Apesar de algumas lojas estarem abertas no centro comercial S. João, o movimento verifica-se nas alturas em que há formações no Centro de Emprego. À exceção desses momentos e à semelhança do que acontece nas outras superfícies comerciais antigas da cidade, as pessoas não se dirigem ao S. João para passear, mas sim para irem a um estabelecimento específico. “Estou aqui há 26 anos numa calma que às vezes me exaspera. Passo a vida na leitura e começo a abstrair-me do que me rodeia, porque é triste”, admitiu Maria Rosa. No início do seu negócio, a comerciante iniciou a sua atividade com jornais, revistas e material escolar e, apesar de ter uma carteira de clientes minoritária, o seu público-alvo tinha posses financeiras. “Eram os novos ricos das pequenas e médias empresas que se criaram aqui”, resumiu.
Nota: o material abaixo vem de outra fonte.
//! WebSocket relay server.
//!
//! Accepts upgrades at any path, admits each connection into a room using
//! its `room`, `key` and `channel` query parameters, and forwards text frames
//! to the other member of the room.

use std::net::SocketAddr;
use std::sync::Arc;

use futures_util::{SinkExt, StreamExt};
use thiserror::Error;
use tokio::net::{TcpListener, TcpStream};
use tokio_tungstenite::accept_hdr_async;
use tokio_tungstenite::tungstenite::Message;
use tokio_tungstenite::tungstenite::handshake::server::{ErrorResponse, Request, Response};
use tokio_tungstenite::tungstenite::http::StatusCode;
use tokio_util::sync::CancellationToken;
use tracing::{debug, info, trace, warn};

use super::rooms::{AdmitError, Admission, JoinRequest, RoomRegistry};

/// Errors that can occur in the relay server.
#[derive(Debug, Error)]
pub enum ServerError {
    /// Failed to bind to address.
    #[error("bind failed: {0}")]
    BindFailed(String),

    /// I/O error.
    #[error("I/O error: {0}")]
    Io(#[from] std::io::Error),
}

/// Server configuration.
#[derive(Debug, Clone)]
pub struct RelayServerConfig {
    /// Address to bind to.
    pub bind_addr: SocketAddr,

    /// Maximum number of concurrent rooms.
    pub max_rooms: usize,
}

impl Default for RelayServerConfig {
    fn default() -> Self {
        Self {
            bind_addr: "0.0.0.0:8787"
                .parse()
                .expect("default bind address is valid"),
            max_rooms: 1000,
        }
    }
}

/// Builder for [`RelayServerConfig`].
#[derive(Debug)]
pub struct RelayServerBuilder {
    config: RelayServerConfig,
}

impl RelayServerBuilder {
    /// Create a new server builder.
    pub fn new() -> Self {
        Self {
            config: RelayServerConfig::default(),
        }
    }

    /// Set the bind address.
    pub fn bind_addr(mut self, addr: SocketAddr) -> Self {
        self.config.bind_addr = addr;
        self
    }

    /// Set the maximum number of concurrent rooms.
    pub fn max_rooms(mut self, max: usize) -> Self {
        self.config.max_rooms = max;
        self
    }

    /// Build the server configuration.
    pub fn build(self) -> RelayServerConfig {
        self.config
    }
}

impl Default for RelayServerBuilder {
    fn default() -> Self {
        Self::new()
    }
}

/// A bound relay server.
///
/// ```ignore
/// let config = RelayServerBuilder::new()
///     .bind_addr("127.0.0.1:8787".parse()?)
///     .build();
/// let server = RelayServer::bind(config).await?;
/// let shutdown = server.shutdown_token();
/// tokio::spawn(server.run());
/// // ...
/// shutdown.cancel();
/// ```
pub struct RelayServer {
    config: RelayServerConfig,
    listener: TcpListener,
    local_addr: SocketAddr,
    registry: Arc<RoomRegistry>,
    shutdown: CancellationToken,
}

impl RelayServer {
    /// Bind the listening socket.
    pub async fn bind(config: RelayServerConfig) -> Result<Self, ServerError> {
        let listener = TcpListener::bind(config.bind_addr)
            .await
            .map_err(|e| ServerError::BindFailed(e.to_string()))?;
        let local_addr = listener.local_addr()?;

        Ok(Self {
            registry: Arc::new(RoomRegistry::new(config.max_rooms)),
            config,
            listener,
            local_addr,
            shutdown: CancellationToken::new(),
        })
    }

    /// Get the local address the server is bound to.
    pub fn local_addr(&self) -> SocketAddr {
        self.local_addr
    }

    /// Get the server configuration.
    pub fn config(&self) -> &RelayServerConfig {
        &self.config
    }

    /// The room registry.
    pub fn registry(&self) -> Arc<RoomRegistry> {
        self.registry.clone()
    }

    /// Token that stops [`run`](Self::run) and closes every connection.
    pub fn shutdown_token(&self) -> CancellationToken {
        self.shutdown.clone()
    }

    /// Accept connections until shut down.
    pub async fn run(self) -> Result<(), ServerError> {
        info!(addr = %self.local_addr, max_rooms = self.config.max_rooms, "relay listening");

        loop {
            let (stream, peer) = tokio::select! {
                _ = self.shutdown.cancelled() => break,
                accepted = self.listener.accept() => match accepted {
                    Ok(pair) => pair,
                    Err(e) => {
                        warn!(error = %e, "accept failed");
                        continue;
                    }
                },
            };
            tokio::spawn(serve(
                stream,
                peer,
                self.registry.clone(),
                self.shutdown.child_token(),
            ));
        }

        info!("relay stopped");
        Ok(())
    }
}

fn reject(error: &AdmitError) -> ErrorResponse {
    let mut response = ErrorResponse::new(Some(error.to_string()));
    *response.status_mut() =
        StatusCode::from_u16(error.status()).unwrap_or(StatusCode::BAD_REQUEST);
    response
}

async fn serve(
    stream: TcpStream,
    peer: SocketAddr,
    registry: Arc<RoomRegistry>,
    shutdown: CancellationToken,
) {
    let mut admitted: Option<Admission> = None;
    let callback = |request: &Request, response: Response| {
        match JoinRequest::from_query(request.uri().query()).and_then(|r| registry.admit(r)) {
            Ok(admission) => {
                admitted = Some(admission);
                Ok(response)
            }
            Err(e) => {
                debug!(%peer, error = %e, "upgrade refused");
                Err(reject(&e))
            }
        }
    };

    let handshake = accept_hdr_async(stream, callback).await;
    let Some(Admission {
        room,
        member,
        mut outbound,
    }) = admitted
    else {
        return;
    };
    let ws = match handshake {
        Ok(ws) => ws,
        Err(e) => {
            debug!(%peer, error = %e, "handshake failed");
            registry.leave(&room, member);
            return;
        }
    };

    debug!(%peer, %room, member, "member connected");
    let (mut sink, mut stream) = ws.split();
    loop {
        tokio::select! {
            _ = shutdown.cancelled() => break,
            frame = outbound.recv() => {
                let Some(frame) = frame else { break };
                if sink.send(Message::Text(frame)).await.is_err() {
                    break;
                }
            }
            incoming = stream.next() => match incoming {
                Some(Ok(Message::Text(text))) => {
                    registry.broadcast(&room, member, &text);
                }
                Some(Ok(Message::Ping(data))) => {
                    if sink.send(Message::Pong(data)).await.is_err() {
                        break;
                    }
                }
                Some(Ok(Message::Close(_))) | None => break,
                Some(Ok(_)) => trace!(%room, "ignoring non-text frame"),
                Some(Err(e)) => {
                    debug!(%peer, error = %e, "read failed");
                    break;
                }
            },
        }
    }

    registry.leave(&room, member);
    let _ = sink.close().await;
    debug!(%peer, %room, member, "member disconnected");
}

#[cfg(test)]
mod tests {
    use std::time::Duration;

    use super::*;
    use crate::core::RELAY_QUERY_CHANNEL;
    use tokio_tungstenite::connect_async;
    use tokio_tungstenite::tungstenite::Error as WsError;

    async fn start(max_rooms: usize) -> (SocketAddr, CancellationToken) {
        let config = RelayServerBuilder::new()
            .bind_addr("127.0.0.1:0".parse().unwrap())
            .max_rooms(max_rooms)
            .build();
        let server = RelayServer::bind(config).await.unwrap();
        let addr = server.local_addr();
        let shutdown = server.shutdown_token();
        tokio::spawn(server.run());
        (addr, shutdown)
    }

    fn url(addr: SocketAddr, query: &str) -> String {
        format!("ws://{addr}/ws?{query}")
    }

    fn refused_status(result: Result<impl Sized, WsError>) -> u16 {
        match result {
            Err(WsError::Http(response)) => response.status().as_u16(),
            Err(other) => panic!("unexpected error: {other}"),
            Ok(_) => panic!("upgrade was accepted"),
        }
    }

    #[tokio::test]
    async fn test_mismatched_key_rejected() {
        let (addr, shutdown) = start(8).await;
        let _first = connect_async(url(addr, "room=room_a&key=key_one"))
            .await
            .unwrap();

        let status = refused_status(connect_async(url(addr, "room=room_a&key=key_two")).await);
        assert_eq!(status, 409);
        shutdown.cancel();
    }

    #[tokio::test]
    async fn test_third_member_rejected() {
        let (addr, shutdown) = start(8).await;
        let _a = connect_async(url(addr, "room=room_a&key=key_one")).await.unwrap();
        let _b = connect_async(url(addr, "room=room_a&key=key_one")).await.unwrap();

        let status = refused_status(connect_async(url(addr, "room=room_a&key=key_one")).await);
        assert_eq!(status, 409);
        shutdown.cancel();
    }

    #[tokio::test]
    async fn test_missing_parameters_and_room_limit() {
        let (addr, shutdown) = start(1).await;
        assert_eq!(
            refused_status(connect_async(url(addr, "key=key_one")).await),
            400
        );

        let _a = connect_async(url(addr, "room=room_a&key=key_one")).await.unwrap();
        assert_eq!(
            refused_status(connect_async(url(addr, "room=room_b&key=key_one")).await),
            503
        );
        shutdown.cancel();
    }

    #[tokio::test]
    async fn test_frames_stay_within_room() {
        let (addr, shutdown) = start(8).await;
        let (mut a1, _) = connect_async(url(addr, "room=room_a&key=key_one")).await.unwrap();
        let (mut a2, _) = connect_async(url(addr, "room=room_a&key=key_one")).await.unwrap();
        let (mut b1, _) = connect_async(url(addr, "room=room_b&key=key_one")).await.unwrap();
        let signaling = format!("room=room_a&key=key_one&{RELAY_QUERY_CHANNEL}=signaling");
        let (mut s1, _) = connect_async(url(addr, &signaling)).await.unwrap();

        a1.send(Message::Text("{\"type\":\"ping\"}".into()))
            .await
            .unwrap();

        let relayed = a2.next().await.unwrap().unwrap();
        assert_eq!(relayed, Message::Text("{\"type\":\"ping\"}".into()));

        let quiet = Duration::from_millis(100);
        assert!(tokio::time::timeout(quiet, b1.next()).await.is_err());
        assert!(tokio::time::timeout(quiet, s1.next()).await.is_err());
        assert!(tokio::time::timeout(quiet, a1.next()).await.is_err());
        shutdown.cancel();
    }

    #[tokio::test]
    async fn test_offer_reaches_parent_joining_late() {
        use crate::codec::SessionDescription;
        use crate::session::{Role, Session, SessionConfig};
        use crate::signaling::{CarrierSource, RelaySignalingSource, SignalingEvent};
        use crate::transport::WsConnector;
        use url::Url;

        let (addr, shutdown) = start(8).await;
        let base = Url::parse(&format!("ws://{addr}/ws")).unwrap();
        let source = RelaySignalingSource::new(base, Arc::new(WsConnector::default()));
        let session = Session::generate(&SessionConfig::default());

        let listener = source.open(&session, Role::Listener).await.unwrap();
        listener
            .send_offer(&SessionDescription::offer("v=0 offer"))
            .await
            .unwrap();
        let awaiting_answer = {
            let listener = listener.clone();
            tokio::spawn(async move { listener.next_event().await })
        };

        tokio::time::sleep(Duration::from_millis(100)).await;
        let parent = source.open(&session, Role::Parent).await.unwrap();
        let offer = tokio::time::timeout(Duration::from_secs(5), parent.next_event())
            .await
            .expect("offer relayed")
            .unwrap();
        assert_eq!(
            offer,
            SignalingEvent::Description {
                description: SessionDescription::offer("v=0 offer"),
                mode: None,
            }
        );

        parent
            .send_answer(&SessionDescription::answer("v=0 answer"))
            .await
            .unwrap();
        let answer = tokio::time::timeout(Duration::from_secs(5), awaiting_answer)
            .await
            .expect("answer relayed")
            .unwrap()
            .unwrap();
        assert_eq!(
            answer,
            SignalingEvent::Description {
                description: SessionDescription::answer("v=0 answer"),
                mode: None,
            }
        );
        shutdown.cancel();
    }

    #[tokio::test]
    async fn test_room_reopens_after_members_leave() {
        let (addr, shutdown) = start(8).await;
        let (mut a, _) = connect_async(url(addr, "room=room_a&key=key_one")).await.unwrap();
        a.close(None).await.unwrap();
        while let Some(Ok(_)) = a.next().await {}

        let mut reopened = None;
        for _ in 0..50 {
            match connect_async(url(addr, "room=room_a&key=key_two")).await {
                Ok(pair) => {
                    reopened = Some(pair);
                    break;
                }
                Err(_) => tokio::time::sleep(Duration::from_millis(10)).await,
            }
        }
        assert!(reopened.is_some());
        shutdown.cancel();
    }
}
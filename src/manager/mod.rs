//! Connection management.
//!
//! [`ConnectionManager`] picks a transport for the requested connectivity,
//! tracks its status and rebuilds it when a parent loses the listener.
//! [`AppContext`] ties the manager to the session store.

mod config;
mod context;
mod factory;
#[allow(clippy::module_inception)]
mod manager;
mod supervisor;

pub use config::{ManagerConfig, ManagerConfigBuilder};
pub use context::{AppContext, Invite};
pub use factory::{DefaultTransportFactory, TransportFactory, TransportRequest, select_transport};
pub use manager::{ConnectionInfo, ConnectionManager, ManagerError, ManagerEvent};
Ao longo dos anos, Maria Rosa foi introduzindo, paralelamente ao que já tinha, alguns cristais no seu negócio. “Achei que isso era o que, interiormente, me dizia mais. Acho que conseguia transmitir a ideia de que isto ou aquilo acalmaria algum chacra mais entupido”, explicou. “Agora, os que cá vêm são poucos e cada vez menos. Não têm dinheiro”, observou. Proativa e sem que a idade seja um impedimento para o trabalho, a septuagenária introduziu a vertente da leitura no seu espaço, até para incentivar os mais jovens a ler. Mesmo com os melhores esforços, como lida Maria Rosa com a ausência social do centro? “Leio. Isso resume tudo”, afirmou. “Há dias em que nem um euro vendo; isso dá-me pena e tristeza. Depois, vem alguém que compensa e o meu ânimo sobe”, limitou-se a dizer, com um sorriso.